You would have been helpless. You paid me ten guineas. Were my services worth the fee?"
"Ah, richly," I returned, beginning to see the whole matter of astrology in a new light.
"Then why do you complain?" he asked. "A man, naturally, wants to know where his meat comes from, but knowledge, like a diamond, is good found anywhere."
"I beg your pardon, Doctor Lilly," I answered, waving my hand as a subst.i.tute for hauling down my colors. "I turn you over to Monsieur l'Abbe once more."
"I think we understand each other," remarked the Abbe. "You say the king has employed you to set a figure, and that you are to take the solution to him to-night?"
"Monsieur l'Abbe is correct," returned Lilly.
"I hope the stars may see fit to advise the king to accept my first offer, for it will be the last," said the Abbe. "Possibly the stars may show that in case King Charles sells Dunkirk to London even for a much larger sum than I shall offer, he may be compelled to spend the money and a great deal more in defending the city."
"True, true," agreed Lilly.
"Possibly the stars may indicate that King Louis loves war," continued the Abbe. "They may show that if King Charles refuses my master's offer, England may be compelled to give up Dunkirk for nothing, or spend a vast deal of money and blood in defending it. If the French king lays siege to Dunkirk, the English people will force King Charles to take one of two courses--defence or abdication. In the latter case he might lose his head, as his father did before him. Furthermore, if King Charles refuses my first offer, my master will withdraw, in which case London also will withdraw. Is it not possible that the stars may tell you all this?"

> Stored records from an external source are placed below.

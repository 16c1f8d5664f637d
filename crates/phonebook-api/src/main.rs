//! # phonebook-api — Binary Entry Point
//!
//! Starts the Axum HTTP server. Configuration comes from the environment;
//! see [`phonebook_api::state`] for the variables.

use std::sync::Arc;

use phonebook_api::state::{AppConfig, AppState};
use phonebook_api::store::{MemoryStore, PgStore, PhonebookStore};

#[tokio::main]
async fn main() -> Result<(), Box<dyn std::error::Error>> {
    init_tracing();

    let config = AppConfig::from_env().map_err(|e| {
        tracing::error!("Configuration invalid: {e}");
        e
    })?;
    tracing::debug!(?config, "configuration loaded");

    // Database pool is optional; absent means in-memory only.
    let pool = phonebook_api::db::init_pool(config.database_url.as_deref())
        .await
        .map_err(|e| {
            tracing::error!("Database initialization failed: {e}");
            e
        })?;
    let store: Arc<dyn PhonebookStore> = match pool {
        Some(pool) => Arc::new(PgStore::new(pool)),
        None => Arc::new(MemoryStore::new()),
    };

    if let Some(every) = config.sweep_interval {
        phonebook_api::janitor::spawn(Arc::clone(&store), every);
    }

    let port = config.port;
    let state = AppState::new(config, store)?;
    let app = phonebook_api::app(state);

    let addr = std::net::SocketAddr::from(([0, 0, 0, 0], port));
    tracing::info!("Phonebook API listening on {}", addr);

    let listener = tokio::net::TcpListener::bind(addr).await?;
    axum::serve(listener, app).await?;

    Ok(())
}

/// `RUST_LOG` filter (default `info`); `LOG_FORMAT=json` for JSON lines.
fn init_tracing() {
    let filter = tracing_subscriber::EnvFilter::try_from_default_env()
        .unwrap_or_else(|_| tracing_subscriber::EnvFilter::new("info"));

    let json = std::env::var("LOG_FORMAT")
        .map(|v| v.eq_ignore_ascii_case("json"))
        .unwrap_or(false);

    if json {
        tracing_subscriber::fmt()
            .json()
            .with_env_filter(filter)
            .with_current_span(true)
            .init();
    } else {
        tracing_subscriber::fmt().with_env_filter(filter).init();
    }
}
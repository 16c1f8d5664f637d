//! # Error Hierarchy
//!
//! Validation errors for domain primitives and phone-number input.
//! Each variant carries the rejected input so operators can diagnose a bad
//! request from the log line alone.

use thiserror::Error;

/// Validation errors for domain primitive newtypes and canonicalization.
#[derive(Error, Debug, Clone, PartialEq, Eq)]
pub enum ValidationError {
    /// The phone number text could not be parsed at all.
    #[error("unparseable phone number \"{raw}\": {reason}")]
    UnparseableNumber {
        /// The raw text as submitted.
        raw: String,
        /// Parser diagnostic.
        reason: String,
    },

    /// Region hint is not a two-letter ISO 3166-1 code known to the parser.
    #[error("unsupported region code: \"{0}\" (expected two-letter ISO 3166-1 code)")]
    UnsupportedRegion(String),

    /// Canonical number does not have E.164 shape.
    #[error("invalid canonical number: \"{0}\" (expected +<country><subscriber>, at most 15 digits)")]
    InvalidCanonicalNumber(String),

    /// Verification code is not exactly six ASCII digits.
    #[error("invalid verification code format (expected 6 digits)")]
    InvalidCode,

    /// Numeric code value is outside 0..=999999.
    #[error("verification code value out of range: {0}")]
    CodeOutOfRange(u32),

    /// Identifier is not a valid UUID.
    #[error("invalid key \"{value}\": {reason}")]
    InvalidKey {
        /// The rejected identifier text.
        value: String,
        /// Parser diagnostic.
        reason: String,
    },
}
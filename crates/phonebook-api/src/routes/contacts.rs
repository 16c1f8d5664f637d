//! # Contacts API
//!
//! Address-book upload and one-hop contact listing for the authenticated
//! caller.

use axum::body::Bytes;
use axum::extract::rejection::JsonRejection;
use axum::extract::State;
use axum::routing::{get, post};
use axum::{Json, Router};
use phonebook_core::UserKey;
use serde::Deserialize;
use utoipa::ToSchema;

use crate::auth::CallerIdentity;
use crate::error::AppError;
use crate::extractors::{extract_json, optional_json};
use crate::graph::{self, ContactEntry, ContactView};
use crate::routes::verification::MessageResponse;
use crate::state::AppState;

/// One address-book row.
#[derive(Debug, Deserialize, ToSchema)]
pub struct ContactInput {
    /// Region of the number as stored in the address book, any case.
    pub country_code: String,
    pub number: String,
    /// The caller's label for this contact.
    pub name: String,
}

#[derive(Debug, Deserialize, ToSchema)]
pub struct AddContactsRequest {
    pub contacts: Vec<ContactInput>,
}

/// Optional body of `GET /api/contacts`.
#[derive(Debug, Default, Deserialize, ToSchema)]
pub struct ListContactsRequest {
    /// Whose contacts to list. Defaults to the caller.
    #[serde(default)]
    pub user_key: Option<String>,
}

pub fn router() -> Router<AppState> {
    Router::new()
        .route("/add-contacts", post(add_contacts))
        .route("/contacts", get(list_contacts))
}

/// POST /api/add-contacts — Upsert the caller's outbound contact edges.
#[utoipa::path(
    post,
    path = "/api/add-contacts",
    request_body = AddContactsRequest,
    responses(
        (status = 200, description = "Contacts ingested", body = MessageResponse),
        (status = 400, description = "A contact number could not be parsed", body = crate::error::ErrorBody),
        (status = 401, description = "Missing or invalid session token", body = crate::error::ErrorBody),
    ),
    security(("bearer" = [])),
    tag = "contacts"
)]
async fn add_contacts(
    State(state): State<AppState>,
    caller: CallerIdentity,
    body: Result<Json<AddContactsRequest>, JsonRejection>,
) -> Result<Json<MessageResponse>, AppError> {
    let req = extract_json(body)?;
    let entries: Vec<ContactEntry> = req
        .contacts
        .into_iter()
        .map(|c| ContactEntry {
            raw_number: c.number,
            region: c.country_code,
            name: c.name,
        })
        .collect();

    graph::add_contacts(
        state.store.as_ref(),
        state.canonicalizer.as_ref(),
        caller.user_key,
        &entries,
    )
    .await?;

    Ok(Json(MessageResponse::new("Contacts added")))
}

/// GET /api/contacts — One-hop contact list.
///
/// Lists the caller's contacts, or those of `user_key` when the request
/// carries a body naming one.
#[utoipa::path(
    get,
    path = "/api/contacts",
    request_body(content = ListContactsRequest, description = "Optional owner override"),
    responses(
        (status = 200, description = "Outbound contacts", body = Vec<ContactView>),
        (status = 401, description = "Missing or invalid session token", body = crate::error::ErrorBody),
        (status = 404, description = "Owner not found", body = crate::error::ErrorBody),
    ),
    security(("bearer" = [])),
    tag = "contacts"
)]
async fn list_contacts(
    State(state): State<AppState>,
    caller: CallerIdentity,
    body: Bytes,
) -> Result<Json<Vec<ContactView>>, AppError> {
    let req: ListContactsRequest = optional_json(&body)?.unwrap_or_default();

    let owner = match req.user_key.as_deref().map(str::trim) {
        Some(raw) if !raw.is_empty() => raw.parse::<UserKey>()?,
        _ => caller.user_key,
    };

    let contacts = graph::list_contacts(state.store.as_ref(), owner).await?;
    Ok(Json(contacts))
}
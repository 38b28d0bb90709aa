#![deny(
    unsafe_code,
    missing_docs,
    dead_code,
    unused_results,
    non_snake_case,
    unreachable_pub
)]

//! Steering system that decides where the alien in the player's room travels.
//!
//! Each archetype maps to a [`Steering`] strategy. The system reads immutable
//! snapshots and emits a single [`Command::SteerAlien`] per tick; the world
//! applies the shared bounce movement.

use rand::{Rng, RngCore, SeedableRng};
use rand_chacha::ChaCha8Rng;
use warp_adventure_core::{
    AlienKind, AlienSnapshot, Command, Heading, PlayerSnapshot, TURN_INTERVAL_TICKS,
};

/// Distance below which a pursuing alien keeps its previous heading.
const PURSUIT_THRESHOLD: f32 = 2.0;
/// Minimum normalised component for an axis to take part in pursuit.
const AXIS_ACTIVATION: f32 = 0.382;

/// Decision produced by a steering strategy for one tick.
#[derive(Clone, Copy, Debug, PartialEq, Eq)]
pub struct Steer {
    /// Heading to travel along this tick.
    pub heading: Heading,
    /// New wander interval when the heading was re-rolled.
    pub rearm: Option<u32>,
}

impl Steer {
    fn keep(alien: &AlienSnapshot) -> Self {
        Self {
            heading: alien.heading,
            rearm: None,
        }
    }
}

/// Strategy deciding an alien's heading from the current snapshots.
pub trait Steering {
    /// Produces the heading for the next tick.
    fn steer(&self, alien: &AlienSnapshot, player: &PlayerSnapshot, rng: &mut dyn RngCore)
        -> Steer;
}

/// Random walk that re-rolls its heading from a fixed palette on a timer.
#[derive(Clone, Copy, Debug, PartialEq, Eq)]
pub struct Wander {
    palette: &'static [Heading],
}

impl Wander {
    /// Wanders along cardinal directions with occasional pauses.
    pub const CARDINAL: Self = Self::new(&Heading::CARDINAL_WANDER);
    /// Wanders along diagonals only.
    pub const DIAGONAL: Self = Self::new(&Heading::DIAGONALS);

    /// Creates a wander strategy drawing from the provided palette.
    #[must_use]
    pub const fn new(palette: &'static [Heading]) -> Self {
        Self { palette }
    }
}

impl Steering for Wander {
    fn steer(
        &self,
        alien: &AlienSnapshot,
        _player: &PlayerSnapshot,
        rng: &mut dyn RngCore,
    ) -> Steer {
        let elapsed = alien.ticks_since_turn.saturating_add(1);
        if elapsed < alien.turn_interval || self.palette.is_empty() {
            return Steer::keep(alien);
        }

        let heading = self.palette[rng.gen_range(0..self.palette.len())];
        Steer {
            heading,
            rearm: Some(rng.gen_range(TURN_INTERVAL_TICKS)),
        }
    }
}

/// Homes in on the player using eight-directional headings.
#[derive(Clone, Copy, Debug, Default, PartialEq, Eq)]
pub struct Pursuit;

impl Steering for Pursuit {
    fn steer(
        &self,
        alien: &AlienSnapshot,
        player: &PlayerSnapshot,
        _rng: &mut dyn RngCore,
    ) -> Steer {
        let delta = player.position - alien.position;
        let length = delta.length();
        if length <= PURSUIT_THRESHOLD {
            return Steer::keep(alien);
        }

        let axis = |component: f32| {
            if (component / length).abs() > AXIS_ACTIVATION {
                sign(component)
            } else {
                0
            }
        };
        let mut dx = axis(delta.x);
        let mut dy = axis(delta.y);
        if dx == 0 && dy == 0 {
            if delta.x.abs() > delta.y.abs() {
                dx = sign(delta.x);
            } else {
                dy = sign(delta.y);
            }
        }

        Steer {
            heading: Heading::new(dx, dy),
            rearm: None,
        }
    }
}

fn sign(value: f32) -> i8 {
    if value > 0.0 {
        1
    } else if value < 0.0 {
        -1
    } else {
        0
    }
}

/// Selects the steering strategy used by an archetype.
#[must_use]
pub fn steering_for(kind: AlienKind) -> &'static dyn Steering {
    const BAT: Wander = Wander::CARDINAL;
    const SNAKE: Wander = Wander::DIAGONAL;
    match kind {
        AlienKind::Bat => &BAT,
        AlienKind::Dragon => &Pursuit,
        AlienKind::Snake => &SNAKE,
    }
}

/// Pure system emitting steering commands for the alien in the player's room.
#[derive(Debug)]
pub struct AlienBehavior {
    rng: ChaCha8Rng,
}

impl AlienBehavior {
    /// Creates the system with a deterministic random stream.
    #[must_use]
    pub fn new(seed: u64) -> Self {
        Self {
            rng: ChaCha8Rng::seed_from_u64(seed),
        }
    }

    /// Emits a steering command when an alien shares the player's room.
    pub fn handle(
        &mut self,
        alien: Option<&AlienSnapshot>,
        player: &PlayerSnapshot,
        out: &mut Vec<Command>,
    ) {
        let Some(alien) = alien else {
            return;
        };
        if alien.room != player.room {
            return;
        }

        let Steer { heading, rearm } =
            steering_for(alien.kind).steer(alien, player, &mut self.rng);
        out.push(Command::SteerAlien { heading, rearm });
    }
}
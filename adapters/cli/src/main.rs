#![deny(
    unsafe_code,
    missing_docs,
    dead_code,
    unused_results,
    non_snake_case,
    unreachable_pub
)]

//! Command-line adapter that plays a Warp Adventure session headlessly.

mod autopilot;
mod headless;
mod maze_map;
mod summary;

use std::{path::PathBuf, time::Duration};

use anyhow::{ensure, Context, Result};
use clap::Parser;
use tracing_subscriber::EnvFilter;
use warp_adventure_core::RoomCoord;
use warp_adventure_rendering::{Color, Presentation, RenderingBackend, Scene};
use warp_adventure_session::{InputState, Key, Session, SessionConfig};
use warp_adventure_world::query;

use crate::{
    autopilot::Autopilot,
    headless::{render_ascii, HeadlessBackend},
    summary::{Narrator, RunSummary, SoundLog},
};

const ASCII_CELL: f32 = 20.0;

/// Plays a session with seeded autopilot input and reports how it went.
#[derive(Debug, Parser)]
#[command(name = "warp-adventure", version)]
struct Args {
    /// TOML file with session settings.
    #[arg(long)]
    config: Option<PathBuf>,
    /// Seed overriding the configured one.
    #[arg(long)]
    seed: Option<u64>,
    /// Room side length in pixels overriding the configured one.
    #[arg(long)]
    room_size: Option<u32>,
    /// Wall-clock seconds to simulate.
    #[arg(long, default_value_t = 60.0)]
    seconds: f64,
    /// Render callbacks per simulated second.
    #[arg(long, default_value_t = 60)]
    fps: u32,
    /// Print the maze before playing.
    #[arg(long)]
    print_maze: bool,
    /// Print the player's room after playing.
    #[arg(long)]
    print_room: bool,
    /// Emit the summary as JSON.
    #[arg(long)]
    json: bool,
}

/// Entry point for the Warp Adventure command-line interface.
fn main() -> Result<()> {
    init_tracing();
    let args = Args::parse();

    let mut config = match &args.config {
        Some(path) => SessionConfig::load(path)
            .with_context(|| format!("failed to load {}", path.display()))?,
        None => SessionConfig::default(),
    };
    if args.seed.is_some() {
        config.seed = args.seed;
    }
    if let Some(room_size) = args.room_size {
        config.room_side_length = room_size;
    }
    ensure!(args.fps > 0, "--fps must be positive");
    ensure!(
        args.seconds.is_finite() && args.seconds >= 0.0,
        "--seconds must be a non-negative number"
    );

    let mut session = Session::new(&config).context("failed to start session")?;

    if args.print_maze {
        let world = session.world();
        println!(
            "{}",
            maze_map::render_maze(
                query::maze(world),
                RoomCoord::START,
                query::objective(world).room,
            )
        );
    }

    let frames = (args.seconds * f64::from(args.fps)).round() as u64;
    let frame_delta = Duration::from_secs_f64(1.0 / f64::from(args.fps));
    let backend = HeadlessBackend::new(frames, frame_delta, Autopilot::new(session.seed()));
    let presentation = Presentation::new(
        "Warp Adventure",
        Color::from_hex(0x000000),
        Scene::from_snapshot(&session.frame_snapshot()),
    );

    let mut input = InputState::default();
    let mut sounds = SoundLog::default();
    let mut narrator = Narrator::default();
    backend.run(presentation, |elapsed, frame_input, scene| {
        for name in &frame_input.released {
            if let Some(key) = Key::from_name(name) {
                input.key_up(key);
            }
        }
        for name in &frame_input.pressed {
            if let Some(key) = Key::from_name(name) {
                input.key_down(key);
            }
        }

        let _ = session.frame(elapsed, &mut input, &mut sounds, &mut narrator);
        *scene = Scene::from_snapshot(&session.frame_snapshot());
        narrator.presented().is_none()
    })?;

    let summary = RunSummary::collect(&session, &sounds, &narrator);
    if args.json {
        println!(
            "{}",
            serde_json::to_string_pretty(&summary).context("failed to encode summary")?
        );
    } else {
        println!("{summary}");
    }

    if args.print_room {
        print!(
            "{}",
            render_ascii(&Scene::from_snapshot(&session.frame_snapshot()), ASCII_CELL)
        );
    }
    Ok(())
}

fn init_tracing() {
    let filter = EnvFilter::try_from_default_env().unwrap_or_else(|_| EnvFilter::new("info"));
    tracing_subscriber::fmt()
        .with_env_filter(filter)
        .with_target(false)
        .with_writer(std::io::stderr)
        .compact()
        .init();
}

"The conditions you suggest are so probable that one hardly need ask confirmation of the stars, and so reasonably to be expected are the events you predict that, beyond question, stellar revelation will be in accord with your desires. But the stars will say what they will say, and I shall give King Charles the truth from whatever source it comes," said Lilly, lifting his head in righteousness and posing as the embodiment of truth.
"That is all I can ask," returned the Abbe, rising to close the interview.
"All exceedingly reasonable--reasonable," answered Lilly, bowing.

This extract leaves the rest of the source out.